TypeFailureSimultaneous
success and failure?
Kotlin stdlib. or Arrow?
A?nullNo
Option<A>NoneNo
Result<A>Failure contains a Throwable,
inspection possible at runtime
No
Either<E, A>Left contains value of type ENo
Ior<E, A>Left contains value of type EYes, using Both

The second approach is describing errors as part of the computation context of the function. In that case the ability to finish with logical failures is represented by having Raise<E> be part of the context or scope of the function. Kotlin offers two choices here: we can use an extension receiver, and in the future we may use context parameters.

// Raise<UserNotFound> is extension receiver
fun Raise<UserNotFound>.findUser(id: UserId): User
// Raise<UserNotFound> is context parameter
context(_: Raise<UserNotFound>) fun findUser(id: UserId): User

Let's define a simple program that raises a logical failure of UserNotFound or returns a User. We can represent this both as a value Either<UserNotFound, User>, and as a computation (using Raise<UserNotFound>).

Two examples per code block

In the examples in this document we use Either<E, A> as wrapper type and Raise<E> as extension receiver, with the intention of the reader choosing their preferred type.
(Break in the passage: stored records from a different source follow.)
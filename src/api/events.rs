use serde::{Deserialize, Serialize};

use crate::api::models::{Message, ReadReceipt};

/// Events carried over the live channel, one JSON text frame each:
/// `{"event": "newMessage", "data": {...}}`.
#[derive(Debug, Clone, PartialEq, Serialize, Deserialize)]
#[serde(tag = "event", content = "data", rename_all = "camelCase")]
pub enum ChannelEvent {
    /// Registers the socket under a user id so the relay can route to it.
    Join(String),
    NewMessage(Message),
    MessageRead(ReadReceipt),
}

impl ChannelEvent {
    pub fn name(&self) -> &'static str {
        match self {
            ChannelEvent::Join(_) => "join",
            ChannelEvent::NewMessage(_) => "newMessage",
            ChannelEvent::MessageRead(_) => "messageRead",
        }
    }

    pub fn to_frame(&self) -> Result<String, serde_json::Error> {
        serde_json::to_string(self)
    }

    pub fn from_frame(text: &str) -> Result<Self, serde_json::Error> {
        serde_json::from_str(text)
    }
}

/// What the transport hands to the session owner.
#[derive(Debug, Clone, PartialEq)]
pub enum Inbound {
    Event(ChannelEvent),
    Disconnected(String),
}
use chrono::{DateTime, Utc};
use rusqlite::{params, Connection, OptionalExtension, Row};
use std::fs;
use std::path::Path;
use std::sync::{Mutex, MutexGuard};
use uuid::Uuid;

use crate::api::models::{ChatSummary, Message, MessageStatus, UserRef};
use crate::server::config::UserEntry;
use crate::server::error::{ServerError, ServerResult};

const SCHEMA: &str = r#"
    CREATE TABLE IF NOT EXISTS users (
        id TEXT PRIMARY KEY,
        first_name TEXT NOT NULL,
        last_name TEXT NOT NULL,
        token TEXT NOT NULL UNIQUE
    );
    CREATE TABLE IF NOT EXISTS conversations (
        id TEXT PRIMARY KEY,
        user_low TEXT NOT NULL,
        user_high TEXT NOT NULL,
        created_at TEXT NOT NULL,
        UNIQUE (user_low, user_high)
    );
    CREATE TABLE IF NOT EXISTS messages (
        seq INTEGER PRIMARY KEY AUTOINCREMENT,
        id TEXT NOT NULL UNIQUE,
        conversation_id TEXT NOT NULL REFERENCES conversations(id),
        sender_id TEXT NOT NULL,
        receiver_id TEXT NOT NULL,
        content TEXT NOT NULL,
        created_at TEXT NOT NULL,
        read_at TEXT
    );
    CREATE INDEX IF NOT EXISTS idx_messages_conversation ON messages (conversation_id, created_at, seq);
"#;

const MESSAGE_COLUMNS: &str = "id, sender_id, receiver_id, content, created_at, read_at";

/// The unordered pair {a, b} in canonical order.
pub fn pair_key<'a>(a: &'a str, b: &'a str) -> (&'a str, &'a str) {
    if a <= b { (a, b) } else { (b, a) }
}

fn message_from_row(row: &Row<'_>) -> rusqlite::Result<Message> {
    let read_at: Option<DateTime<Utc>> = row.get(5)?;
    let status = if read_at.is_some() { MessageStatus::Read } else { MessageStatus::Sent };
    Ok(Message {
        id: row.get(0)?,
        sender_id: row.get(1)?,
        receiver_id: row.get(2)?,
        content: row.get(3)?,
        timestamp: row.get(4)?,
        status: Some(status),
    })
}

/// Server-side persistence: user directory, conversations and messages.
pub struct ChatDb {
    conn: Mutex<Connection>,
}

impl ChatDb {
    pub fn open(path: &Path) -> ServerResult<Self> {
        if let Some(parent) = path.parent() {
            fs::create_dir_all(parent)?;
        }
        let conn = Connection::open(path)?;
        conn.pragma_update_and_check(None, "journal_mode", "WAL", |_| Ok(()))?;
        Self::init(conn)
    }

    pub fn in_memory() -> ServerResult<Self> {
        Self::init(Connection::open_in_memory()?)
    }

    fn init(conn: Connection) -> ServerResult<Self> {
        conn.execute_batch(SCHEMA)?;
        Ok(Self { conn: Mutex::new(conn) })
    }

    fn conn(&self) -> ServerResult<MutexGuard<'_, Connection>> {
        self.conn.lock().map_err(|_| ServerError::Internal)
    }

    pub fn upsert_user(&self, user: &UserEntry) -> ServerResult<()> {
        self.conn()?.execute(
            r#"
            INSERT INTO users (id, first_name, last_name, token)
            VALUES (?1, ?2, ?3, ?4)
            ON CONFLICT(id) DO UPDATE SET
                first_name=excluded.first_name,
                last_name=excluded.last_name,
                token=excluded.token
            "#,
            params![user.id, user.first_name, user.last_name, user.token],
        )?;
        Ok(())
    }

    pub fn user_by_token(&self, token: &str) -> ServerResult<Option<UserRef>> {
        let conn = self.conn()?;
        let user = conn
            .query_row(
                "SELECT id, first_name, last_name FROM users WHERE token = ?1",
                params![token],
                |row| Ok(UserRef { id: row.get(0)?, first_name: row.get(1)?, last_name: row.get(2)? }),
            )
            .optional()?;
        Ok(user)
    }

    pub fn user(&self, id: &str) -> ServerResult<Option<UserRef>> {
        let conn = self.conn()?;
        let user = conn
            .query_row(
                "SELECT id, first_name, last_name FROM users WHERE id = ?1",
                params![id],
                |row| Ok(UserRef { id: row.get(0)?, first_name: row.get(1)?, last_name: row.get(2)? }),
            )
            .optional()?;
        Ok(user)
    }

    /// Stores a message, creating the pair's conversation on first use.
    /// The id and timestamp are assigned here and nowhere else.
    pub fn insert_message(&self, sender_id: &str, receiver_id: &str, content: &str) -> ServerResult<Message> {
        let mut conn = self.conn()?;
        let tx = conn.transaction()?;
        let (low, high) = pair_key(sender_id, receiver_id);
        let now = Utc::now();
        tx.execute(
            "INSERT OR IGNORE INTO conversations (id, user_low, user_high, created_at) VALUES (?1, ?2, ?3, ?4)",
            params![Uuid::new_v4().to_string(), low, high, now],
        )?;
        let conversation_id: String = tx.query_row(
            "SELECT id FROM conversations WHERE user_low = ?1 AND user_high = ?2",
            params![low, high],
            |row| row.get(0),
        )?;

        let message = Message {
            id: Uuid::new_v4().to_string(),
            sender_id: sender_id.to_string(),
            receiver_id: receiver_id.to_string(),
            content: content.to_string(),
            timestamp: now,
            status: Some(MessageStatus::Sent),
        };
        tx.execute(
            r#"
            INSERT INTO messages (id, conversation_id, sender_id, receiver_id, content, created_at)
            VALUES (?1, ?2, ?3, ?4, ?5, ?6)
            "#,
            params![message.id, conversation_id, message.sender_id, message.receiver_id, message.content, message.timestamp],
        )?;
        tx.commit()?;
        Ok(message)
    }

    pub fn message(&self, id: &str) -> ServerResult<Option<Message>> {
        let conn = self.conn()?;
        let sql = format!("SELECT {} FROM messages WHERE id = ?1", MESSAGE_COLUMNS);
        let msg = conn.query_row(&sql, params![id], message_from_row).optional()?;
        Ok(msg)
    }

    /// Full history of the pair, oldest first.
    pub fn messages_between(&self, me: &str, other: &str) -> ServerResult<Vec<Message>> {
        let conn = self.conn()?;
        let (low, high) = pair_key(me, other);
        let sql = format!(
            r#"
            SELECT {} FROM messages
            WHERE conversation_id = (SELECT id FROM conversations WHERE user_low = ?1 AND user_high = ?2)
            ORDER BY created_at ASC, seq ASC
            "#,
            MESSAGE_COLUMNS
        );
        let mut stmt = conn.prepare(&sql)?;
        let rows = stmt.query_map(params![low, high], message_from_row)?;
        let mut out = Vec::new();
        for r in rows {
            out.push(r?);
        }
        Ok(out)
    }

    /// Conversations `me` takes part in, most recent activity first.
    pub fn chats_for(&self, me: &str) -> ServerResult<Vec<ChatSummary>> {
        let conn = self.conn()?;
        let mut stmt = conn.prepare(
            r#"
            SELECT c.id,
                   CASE WHEN c.user_low = ?1 THEN c.user_high ELSE c.user_low END,
                   COALESCE(u.first_name, ''),
                   COALESCE(u.last_name, ''),
                   m.content,
                   m.created_at
            FROM conversations c
            JOIN messages m ON m.seq = (
                SELECT seq FROM messages
                WHERE conversation_id = c.id
                ORDER BY created_at DESC, seq DESC
                LIMIT 1
            )
            LEFT JOIN users u ON u.id = (CASE WHEN c.user_low = ?1 THEN c.user_high ELSE c.user_low END)
            WHERE c.user_low = ?1 OR c.user_high = ?1
            ORDER BY m.created_at DESC, m.seq DESC
            "#,
        )?;
        let rows = stmt.query_map(params![me], |row| {
            Ok(ChatSummary {
                id: row.get(0)?,
                user: UserRef { id: row.get(1)?, first_name: row.get(2)?, last_name: row.get(3)? },
                last_message: row.get(4)?,
                timestamp: row.get(5)?,
            })
        })?;
        let mut out = Vec::new();
        for r in rows {
            out.push(r?);
        }
        Ok(out)
    }

    /// Records that `reader_id` read the message. Only the receiver may do
    /// that; repeating it keeps the first read time.
    pub fn mark_read(&self, message_id: &str, reader_id: &str) -> ServerResult<Message> {
        let stored = self
            .message(message_id)?
            .ok_or_else(|| ServerError::NotFound(format!("message {}", message_id)))?;
        if stored.receiver_id != reader_id {
            return Err(ServerError::Forbidden("only the receiver can mark a message as read".into()));
        }
        self.conn()?.execute(
            "UPDATE messages SET read_at = ?1 WHERE id = ?2 AND read_at IS NULL",
            params![Utc::now(), message_id],
        )?;
        Ok(stored.with_status(MessageStatus::Read))
    }
}

#[cfg(test)]
mod tests {
    use super::*;

    fn db_with_users(ids: &[&str]) -> ChatDb {
        let db = ChatDb::in_memory().unwrap();
        for id in ids {
            db.upsert_user(&UserEntry {
                id: id.to_string(),
                first_name: id.to_uppercase(),
                last_name: "Test".into(),
                token: format!("tok-{id}"),
            })
            .unwrap();
        }
        db
    }

    #[test]
    fn one_conversation_per_unordered_pair() {
        let db = db_with_users(&["a", "b", "c"]);
        db.insert_message("a", "b", "one").unwrap();
        db.insert_message("b", "a", "two").unwrap();
        db.insert_message("a", "c", "three").unwrap();

        let chats_a = db.chats_for("a").unwrap();
        assert_eq!(chats_a.len(), 2);
        let chats_b = db.chats_for("b").unwrap();
        assert_eq!(chats_b.len(), 1);
        let ab = chats_a.iter().find(|c| c.user.id == "b").unwrap();
        assert_eq!(ab.id, chats_b[0].id);
        assert_eq!(chats_b[0].last_message, "two");
        assert_eq!(chats_b[0].user.first_name, "A");

        // fetching again yields the same ids
        assert_eq!(db.chats_for("b").unwrap()[0].id, chats_b[0].id);
    }

    #[test]
    fn history_is_ordered_and_shared() {
        let db = db_with_users(&["a", "b"]);
        let m1 = db.insert_message("a", "b", "first").unwrap();
        let m2 = db.insert_message("b", "a", "second").unwrap();
        let from_a: Vec<_> = db.messages_between("a", "b").unwrap().into_iter().map(|m| m.id).collect();
        let from_b: Vec<_> = db.messages_between("b", "a").unwrap().into_iter().map(|m| m.id).collect();
        assert_eq!(from_a, vec![m1.id.clone(), m2.id.clone()]);
        assert_eq!(from_a, from_b);
        assert!(db.messages_between("a", "zz").unwrap().is_empty());
    }

    #[test]
    fn server_assigns_unique_ids() {
        let db = db_with_users(&["a", "b"]);
        let m1 = db.insert_message("a", "b", "same").unwrap();
        let m2 = db.insert_message("a", "b", "same").unwrap();
        assert_ne!(m1.id, m2.id);
        assert_eq!(m1.status, Some(MessageStatus::Sent));
    }

    #[test]
    fn only_receiver_marks_read() {
        let db = db_with_users(&["a", "b"]);
        let m = db.insert_message("a", "b", "hi").unwrap();
        assert!(matches!(db.mark_read(&m.id, "a"), Err(ServerError::Forbidden(_))));
        assert!(matches!(db.mark_read("missing", "b"), Err(ServerError::NotFound(_))));

        let read = db.mark_read(&m.id, "b").unwrap();
        assert_eq!(read.status, Some(MessageStatus::Read));
        assert_eq!(db.message(&m.id).unwrap().unwrap().status, Some(MessageStatus::Read));
        assert!(db.mark_read(&m.id, "b").is_ok());
    }

    #[test]
    fn tokens_resolve_users() {
        let db = db_with_users(&["a"]);
        assert_eq!(db.user_by_token("tok-a").unwrap().unwrap().id, "a");
        assert!(db.user_by_token("tok-x").unwrap().is_none());
        assert!(db.user("a").unwrap().is_some());
    }

    #[test]
    fn pair_key_is_order_independent() {
        assert_eq!(pair_key("b", "a"), pair_key("a", "b"));
    }
}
Note that the same ideas and techniques apply to the rest of choices outlined above.

Defining the success / happy path

The code below shows how we define a function which successfully returns a User.

object UserNotFound
data class User(val id: Long)

val user: Either<UserNotFound, User> = User(1).right()

fun Raise<UserNotFound>.user(): User = User(1)

In the case of Either, since we are creating a value (note the use of val) we need to additionally wrap our value in the type that represents success. This type is called Right, although it's common to use the .right() extension function to give more predominance to the value itself. In the case of a computation (note the use of fun) with Raise the value is returned directly.

Raising an error

To create a value of a logical failure, we use the left smart-constructor for Either, or raise DSL function for a logical failure inside a Raise computation.

val error: Either<UserNotFound, User> = UserNotFound.left()

fun Raise<UserNotFound>.error(): User = raise(UserNotFound)

Besides raise or left, several DSLs are also available to check invariants. either { } and Raise offer ensure and ensureNotNull, in spirit with require and requireNotNull from the Kotlin Std. Instead of throwing an exception, they result in a logical failure with the given error if the predicate is not satisfied.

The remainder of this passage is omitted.